UK GDPR and the Data Protection Act 2018
For many OSINT practitioners, data protection legislation is the most relevant area of law.
The UK General Data Protection Regulation (UK GDPR), alongside the Data Protection Act 2018, governs how personal data is processed.
Personal data remains personal data regardless of regardless of whether it is publicly available or not, including if it appears on:
- Social media profiles
- Company records
- News articles
- Professional registers
- Public forums
- Electoral records
The key question is not whether information is public, but whether there is a lawful basis for processing it. Depending on the organisation and purpose, lawful bases may include:
- Legitimate interests
- Legal obligations
- Consent
- Contractual necessity
OSINT practitioners should understand:
- What constitutes personal data
- Principles of data minimisation
- Data retention requirements
- Accuracy obligations
- Security requirements
- Subject access rights
Good investigators collect information that is necessary and proportionate rather than gathering everything available simply because they can.
Human Rights Act 1998
The Human Rights Act incorporates the European Convention on Human Rights into UK law.
Of particular relevance to OSINT is Article 8, which protects an individual's right to respect for private and family life.

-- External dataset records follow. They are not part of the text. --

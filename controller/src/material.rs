//! Traction material selection.
//!
//! A derived, per-tick state: which friction material the character's collider should
//! wear, and how strongly locomotion may accelerate, brake and turn while wearing it.

#[derive(Clone, Copy, Debug, PartialEq, Eq, Hash)]
pub enum TractionMaterial {
    Default,
    Slide,
}

/// Locomotion modifiers associated with a material.
#[derive(Clone, Copy, Debug, PartialEq)]
pub struct TractionProfile {
    /// Collider friction coefficient.
    pub friction: f32,
    /// Multiplier on the grounded speed cap.
    pub speed_factor: f32,
    /// Multiplier on the braking force.
    pub braking_factor: f32,
    /// Multiplier on the grounded turn sharpness.
    pub turn_factor: f32,
}

impl Default for TractionProfile {
    fn default() -> Self {
        Self {
            friction: crate::constants::DEFAULT_FRICTION,
            speed_factor: 1.0,
            braking_factor: 1.0,
            turn_factor: 1.0,
        }
    }
}

/// Sensed state the selection depends on.
#[derive(Clone, Copy, Debug, PartialEq, Eq)]
pub struct TractionInputs {
    pub is_grounded: bool,
    /// Wall contact or a lateral obstruction this tick.
    pub wall_touching: bool,
    /// Movement intent this tick.
    pub is_moving: bool,
}

/// Pure selection rule.
///
/// - airborne: slide
/// - grounded, touching a wall, moving: slide
/// - grounded, touching a wall, stationary: default
/// - grounded, clear: default
pub fn select_material(inputs: TractionInputs) -> TractionMaterial {
    match inputs {
        TractionInputs {
            is_grounded: false, ..
        } => TractionMaterial::Slide,
        TractionInputs {
            wall_touching: true,
            is_moving: true,
            ..
        } => TractionMaterial::Slide,
        _ => TractionMaterial::Default,
    }
}

/// Remembers the material in effect and suppresses redundant swaps.
#[derive(Clone, Copy, Debug, Default)]
pub struct MaterialSelector {
    current: Option<TractionMaterial>,
}

impl MaterialSelector {
    pub fn new() -> Self {
        Self::default()
    }

    /// Material currently applied, if any was applied yet.
    pub fn current(&self) -> Option<TractionMaterial> {
        self.current
    }

    /// Returns `Some(material)` only when it differs from the one in effect.
    pub fn update(&mut self, inputs: TractionInputs) -> Option<TractionMaterial> {
        let next = select_material(inputs);
        if self.current == Some(next) {
            return None;
        }
        self.current = Some(next);
        Some(next)
    }

    /// Forget the applied material so the next update re-applies it.
    pub fn reset(&mut self) {
        self.current = None;
    }
}

#[cfg(test)]
mod tests {
    use super::*;

    fn inputs(is_grounded: bool, wall_touching: bool, is_moving: bool) -> TractionInputs {
        TractionInputs {
            is_grounded,
            wall_touching,
            is_moving,
        }
    }

    #[test]
    fn selection_table() {
        use TractionMaterial::*;
        assert_eq!(select_material(inputs(false, false, false)), Slide);
        assert_eq!(select_material(inputs(false, true, true)), Slide);
        assert_eq!(select_material(inputs(true, true, true)), Slide);
        assert_eq!(select_material(inputs(true, true, false)), Default);
        assert_eq!(select_material(inputs(true, false, true)), Default);
        assert_eq!(select_material(inputs(true, false, false)), Default);
    }

    #[test]
    fn first_update_always_applies() {
        let mut selector = MaterialSelector::new();
        assert_eq!(
            selector.update(inputs(true, false, false)),
            Some(TractionMaterial::Default)
        );
    }

    #[test]
    fn unchanged_state_produces_no_second_swap() {
        let mut selector = MaterialSelector::new();
        let state = inputs(false, false, true);

        assert_eq!(selector.update(state), Some(TractionMaterial::Slide));
        assert_eq!(selector.update(state), None);
        assert_eq!(selector.current(), Some(TractionMaterial::Slide));
    }

    #[test]
    fn change_after_suppression_applies_again() {
        let mut selector = MaterialSelector::new();
        selector.update(inputs(false, false, false));
        selector.update(inputs(false, false, false));

        assert_eq!(
            selector.update(inputs(true, false, false)),
            Some(TractionMaterial::Default)
        );
    }

    #[test]
    fn reset_reapplies_current_material() {
        let mut selector = MaterialSelector::new();
        selector.update(inputs(true, false, false));
        selector.reset();
        assert_eq!(
            selector.update(inputs(true, false, false)),
            Some(TractionMaterial::Default)
        );
    }
}
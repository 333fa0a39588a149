//! Horizontal movement: acceleration, braking, turn correction and facing.

use crate::{
    body::{CharacterBody, ForceMode},
    material::TractionProfile,
    settings::MovementSettings,
    types::{GroundContact, Vec3},
    utils::{planar, project_on_plane, smoothing, yaw_from_xz},
};

/// Speed cap for this tick. Traction only scales it on the ground.
#[inline]
pub fn target_speed(
    sprinting: bool,
    is_grounded: bool,
    profile: &TractionProfile,
    settings: &MovementSettings,
) -> f32 {
    let cap = if sprinting {
        settings.sprint_max_speed
    } else {
        settings.base_speed
    };
    if is_grounded { cap * profile.speed_factor } else { cap }
}

/// Apply this tick's horizontal forces.
///
/// `direction` is the unit world direction of the input, or zero for no input.
pub fn apply_movement<B: CharacterBody + ?Sized>(
    body: &mut B,
    direction: Vec3,
    sprinting: bool,
    ground: &GroundContact,
    profile: &TractionProfile,
    settings: &MovementSettings,
) {
    let has_input = direction != Vec3::zeros();
    let velocity = body.velocity();
    let speed = planar(velocity).norm();
    let target = target_speed(sprinting, ground.is_grounded, profile, settings);

    match ground.ground_normal() {
        Some(normal) => {
            let along_ground = project_on_plane(velocity, &normal);
            if has_input {
                let slope_dir = project_on_plane(direction, &normal)
                    .try_normalize(f32::EPSILON)
                    .unwrap_or(direction);
                if speed < target {
                    let push = (target - speed) * settings.acceleration;
                    body.add_force(slope_dir * push, ForceMode::Acceleration);
                }
                let desired = slope_dir * along_ground.norm();
                let sharpness = settings.turn_sharpness * profile.turn_factor;
                body.add_force((desired - along_ground) * sharpness, ForceMode::Acceleration);
            } else {
                brake(body, velocity, along_ground, &normal, profile, settings);
            }
        }
        None if has_input => {
            if speed < target {
                body.add_force(direction * settings.air_acceleration, ForceMode::Acceleration);
            }
            let horizontal = planar(velocity);
            let desired = direction * horizontal.norm();
            body.add_force(
                (desired - horizontal) * settings.air_turn_sharpness,
                ForceMode::Acceleration,
            );
        }
        None => {}
    }
}

/// Decelerate along the ground; near rest, keep only the velocity along the normal.
fn brake<B: CharacterBody + ?Sized>(
    body: &mut B,
    velocity: Vec3,
    along_ground: Vec3,
    normal: &Vec3,
    profile: &TractionProfile,
    settings: &MovementSettings,
) {
    if along_ground.norm() > settings.brake_speed_threshold {
        let opposing = -along_ground.normalize();
        let force = settings.braking_force * profile.braking_factor;
        body.add_force(opposing * force, ForceMode::Acceleration);
    } else {
        body.set_velocity(normal * velocity.dot(normal));
    }
}

/// Slerp the facing toward `direction`, independent of velocity.
pub fn turn_toward<B: CharacterBody + ?Sized>(
    body: &mut B,
    direction: Vec3,
    settings: &MovementSettings,
    dt: f32,
) {
    let Some(target) = yaw_from_xz(direction) else {
        return;
    };
    let current = body.rotation();
    let t = smoothing(settings.rotation_sharpness, dt);
    let next = current.try_slerp(&target, t, 1.0e-6).unwrap_or(target);
    body.set_rotation(next);
}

Courts have repeatedly shown us that just because information is shared online, does not mean that privacy considerations don't apply. Factors that may influence privacy expectations include:
- The nature of the information
- How it was obtained
- Whether access restrictions existed
- The individual's role and public profile
- The purpose of the investigation
When conducting investigations, practitioners should consider whether their activity is necessary, proportionate, and justified by a legitimate purpose.
Computer Misuse Act 1990
The Computer Misuse Act is particularly important for investigators working online. The legislation criminalises unauthorised access to computer systems and data. Examples of activity that may raise concerns include:
- Accessing systems without permission
- Using compromised credentials
- Circumventing access controls
- Exploiting vulnerabilities
- Downloading information from systems without authorisation
For OSINT practitioners, the principle is relatively straightforward: Publicly available information is generally acceptable to access. Information that requires bypassing security measures is likely to fall outside legitimate OSINT activity. The distinction between OSINT and intrusion must remain clear.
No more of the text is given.